Start of RECORDS FOR THE TASK

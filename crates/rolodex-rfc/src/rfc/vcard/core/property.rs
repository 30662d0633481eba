//! vCard property types (RFC 6350 §6).

use serde::Serialize;

use super::parameter::{Parameters, ValueType, types};

/// A decoded vCard property.
#[derive(Debug, Clone, PartialEq, Eq, Serialize)]
pub struct Property<T> {
    /// Optional property group (e.g., "item1" in "item1.TEL").
    #[serde(skip_serializing_if = "Option::is_none")]
    pub group: Option<String>,
    pub params: Parameters,
    pub value: T,
}

/// Whether a parameter decoder applies to a property.
#[derive(Debug, Clone, Copy, PartialEq, Eq)]
pub enum Allow {
    Never,
    Always,
    /// Only when the effective VALUE type is the given one.
    When(ValueType),
}

impl Allow {
    /// Resolves against the property's effective value type.
    #[must_use]
    pub fn applies(self, effective: Option<ValueType>) -> bool {
        match self {
            Self::Never => false,
            Self::Always => true,
            Self::When(vt) => effective == Some(vt),
        }
    }
}

/// Which parameter decoders apply to a property.
///
/// The `x-` extension decoder applies to every property and is not listed.
#[derive(Debug, Clone, Copy, PartialEq, Eq)]
pub struct ParamSpec {
    /// Allowed VALUE types; the first is the default. Empty when the
    /// property takes no VALUE parameter.
    pub value: &'static [ValueType],
    /// Recognized TYPE tokens, or `None` when TYPE does not apply.
    pub types: Option<&'static [&'static str]>,
    pub language: Allow,
    pub pref: Allow,
    pub altid: Allow,
    pub pid: Allow,
    pub media_type: Allow,
    pub calscale: Allow,
    pub sort_as: Allow,
    pub geo: Allow,
    pub tz: Allow,
    pub label: Allow,
}

impl ParamSpec {
    /// No decoders beyond the extension catch-all.
    pub const NONE: Self = Self {
        value: &[],
        types: None,
        language: Allow::Never,
        pref: Allow::Never,
        altid: Allow::Never,
        pid: Allow::Never,
        media_type: Allow::Never,
        calscale: Allow::Never,
        sort_as: Allow::Never,
        geo: Allow::Never,
        tz: Allow::Never,
        label: Allow::Never,
    };

    /// The broad set applied to properties this crate does not know.
    pub const GENERIC: Self = Self {
        value: ValueType::ALL,
        types: Some(types::GENERAL),
        language: Allow::Always,
        pref: Allow::Always,
        altid: Allow::Always,
        pid: Allow::Always,
        media_type: Allow::Always,
        calscale: Allow::Always,
        sort_as: Allow::Always,
        geo: Allow::Always,
        tz: Allow::Always,
        label: Allow::Always,
    };

    /// The VALUE type assumed when the parameter is absent.
    #[must_use]
    pub fn default_value(&self) -> Option<ValueType> {
        self.value.first().copied()
    }
}

const TEXT: &[ValueType] = &[ValueType::Text];
const URI: &[ValueType] = &[ValueType::Uri];
const TEXT_OR_URI: &[ValueType] = &[ValueType::Text, ValueType::Uri];
const URI_OR_TEXT: &[ValueType] = &[ValueType::Uri, ValueType::Text];
const DATE_OR_TEXT: &[ValueType] = &[ValueType::DateAndOrTime, ValueType::Text];

/// PID, PREF, ALTID and general TYPE: the usual set for multi-instance
/// properties.
const MULTI: ParamSpec = ParamSpec {
    types: Some(types::GENERAL),
    pref: Allow::Always,
    altid: Allow::Always,
    pid: Allow::Always,
    ..ParamSpec::NONE
};

const URI_MULTI: ParamSpec = ParamSpec {
    value: URI,
    media_type: Allow::Always,
    ..MULTI
};

const TEXT_MULTI: ParamSpec = ParamSpec {
    value: TEXT,
    ..MULTI
};

const LOCALIZED_TEXT_MULTI: ParamSpec = ParamSpec {
    language: Allow::Always,
    ..TEXT_MULTI
};

/// Every property defined by RFC 6350, except BEGIN and END which delimit
/// cards rather than describe them.
#[derive(Debug, Clone, Copy, PartialEq, Eq, Hash)]
pub enum PropertyName {
    // General
    Source,
    Kind,
    Xml,
    // Identification
    Fn,
    N,
    Nickname,
    Photo,
    Bday,
    Anniversary,
    Gender,
    // Delivery addressing
    Adr,
    // Communications
    Tel,
    Email,
    Impp,
    Lang,
    // Geographical
    Tz,
    Geo,
    // Organizational
    Title,
    Role,
    Logo,
    Org,
    Member,
    Related,
    // Explanatory
    Categories,
    Note,
    Prodid,
    Rev,
    Sound,
    Uid,
    Clientpidmap,
    Url,
    Version,
    // Security
    Key,
    // Calendar
    Fburl,
    Caladruri,
    Caluri,
}

impl PropertyName {
    /// Looks up a property by its uppercase name.
    #[must_use]
    pub fn from_name(name: &str) -> Option<Self> {
        Some(match name {
            "SOURCE" => Self::Source,
            "KIND" => Self::Kind,
            "XML" => Self::Xml,
            "FN" => Self::Fn,
            "N" => Self::N,
            "NICKNAME" => Self::Nickname,
            "PHOTO" => Self::Photo,
            "BDAY" => Self::Bday,
            "ANNIVERSARY" => Self::Anniversary,
            "GENDER" => Self::Gender,
            "ADR" => Self::Adr,
            "TEL" => Self::Tel,
            "EMAIL" => Self::Email,
            "IMPP" => Self::Impp,
            "LANG" => Self::Lang,
            "TZ" => Self::Tz,
            "GEO" => Self::Geo,
            "TITLE" => Self::Title,
            "ROLE" => Self::Role,
            "LOGO" => Self::Logo,
            "ORG" => Self::Org,
            "MEMBER" => Self::Member,
            "RELATED" => Self::Related,
            "CATEGORIES" => Self::Categories,
            "NOTE" => Self::Note,
            "PRODID" => Self::Prodid,
            "REV" => Self::Rev,
            "SOUND" => Self::Sound,
            "UID" => Self::Uid,
            "CLIENTPIDMAP" => Self::Clientpidmap,
            "URL" => Self::Url,
            "VERSION" => Self::Version,
            "KEY" => Self::Key,
            "FBURL" => Self::Fburl,
            "CALADRURI" => Self::Caladruri,
            "CALURI" => Self::Caluri,
            _ => return None,
        })
    }

    /// Returns the property name as written in vCard text.
    #[must_use]
    pub const fn as_str(self) -> &'static str {
        match self {
            Self::Source => "SOURCE",
            Self::Kind => "KIND",
            Self::Xml => "XML",
            Self::Fn => "FN",
            Self::N => "N",
            Self::Nickname => "NICKNAME",
            Self::Photo => "PHOTO",
            Self::Bday => "BDAY",
            Self::Anniversary => "ANNIVERSARY",
            Self::Gender => "GENDER",
            Self::Adr => "ADR",
            Self::Tel => "TEL",
            Self::Email => "EMAIL",
            Self::Impp => "IMPP",
            Self::Lang => "LANG",
            Self::Tz => "TZ",
            Self::Geo => "GEO",
            Self::Title => "TITLE",
            Self::Role => "ROLE",
            Self::Logo => "LOGO",
            Self::Org => "ORG",
            Self::Member => "MEMBER",
            Self::Related => "RELATED",
            Self::Categories => "CATEGORIES",
            Self::Note => "NOTE",
            Self::Prodid => "PRODID",
            Self::Rev => "REV",
            Self::Sound => "SOUND",
            Self::Uid => "UID",
            Self::Clientpidmap => "CLIENTPIDMAP",
            Self::Url => "URL",
            Self::Version => "VERSION",
            Self::Key => "KEY",
            Self::Fburl => "FBURL",
            Self::Caladruri => "CALADRURI",
            Self::Caluri => "CALURI",
        }
    }

    /// Returns the parameter decoders that apply to this property.
    #[must_use]
    pub const fn param_spec(self) -> ParamSpec {
        match self {
            Self::Version | Self::Kind | Self::Prodid => ParamSpec {
                value: TEXT,
                ..ParamSpec::NONE
            },
            Self::Rev => ParamSpec {
                value: &[ValueType::Timestamp],
                ..ParamSpec::NONE
            },
            Self::Uid => ParamSpec {
                value: URI_OR_TEXT,
                ..ParamSpec::NONE
            },
            Self::Clientpidmap => ParamSpec::NONE,
            Self::Xml => ParamSpec {
                value: TEXT,
                altid: Allow::Always,
                ..ParamSpec::NONE
            },
            Self::Source | Self::Member => ParamSpec {
                types: None,
                ..URI_MULTI
            },
            Self::Photo
            | Self::Impp
            | Self::Geo
            | Self::Url
            | Self::Fburl
            | Self::Caladruri
            | Self::Caluri => URI_MULTI,
            Self::Logo | Self::Sound => ParamSpec {
                language: Allow::Always,
                ..URI_MULTI
            },
            Self::Fn | Self::Nickname | Self::Title | Self::Role | Self::Note => {
                LOCALIZED_TEXT_MULTI
            }
            Self::Email | Self::Categories => TEXT_MULTI,
            Self::N => ParamSpec {
                value: TEXT,
                language: Allow::Always,
                altid: Allow::Always,
                sort_as: Allow::Always,
                ..ParamSpec::NONE
            },
            Self::Org => ParamSpec {
                sort_as: Allow::Always,
                ..LOCALIZED_TEXT_MULTI
            },
            Self::Bday => ParamSpec {
                value: DATE_OR_TEXT,
                language: Allow::When(ValueType::Text),
                altid: Allow::Always,
                calscale: Allow::When(ValueType::DateAndOrTime),
                ..ParamSpec::NONE
            },
            Self::Anniversary => ParamSpec {
                value: DATE_OR_TEXT,
                altid: Allow::Always,
                calscale: Allow::When(ValueType::DateAndOrTime),
                ..ParamSpec::NONE
            },
            Self::Gender => ParamSpec {
                value: TEXT,
                language: Allow::When(ValueType::Text),
                ..ParamSpec::NONE
            },
            Self::Adr => ParamSpec {
                label: Allow::Always,
                geo: Allow::Always,
                tz: Allow::Always,
                ..LOCALIZED_TEXT_MULTI
            },
            Self::Tel => ParamSpec {
                value: TEXT_OR_URI,
                types: Some(types::TEL),
                media_type: Allow::When(ValueType::Uri),
                ..MULTI
            },
            Self::Lang => ParamSpec {
                value: &[ValueType::LanguageTag],
                ..MULTI
            },
            Self::Tz => ParamSpec {
                value: &[ValueType::Text, ValueType::Uri, ValueType::UtcOffset],
                media_type: Allow::Always,
                ..MULTI
            },
            Self::Related => ParamSpec {
                value: URI_OR_TEXT,
                types: Some(types::RELATED),
                language: Allow::When(ValueType::Text),
                media_type: Allow::When(ValueType::Uri),
                ..MULTI
            },
            Self::Key => ParamSpec {
                value: URI_OR_TEXT,
                media_type: Allow::When(ValueType::Uri),
                ..MULTI
            },
        }
    }
}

End of RECORDS FOR THE TASK

■ **REQUIRED WORK**: Tell how many lines above contain the word "static". Give the number alone.

■ **SOLUTION TO THIS TASK**: 3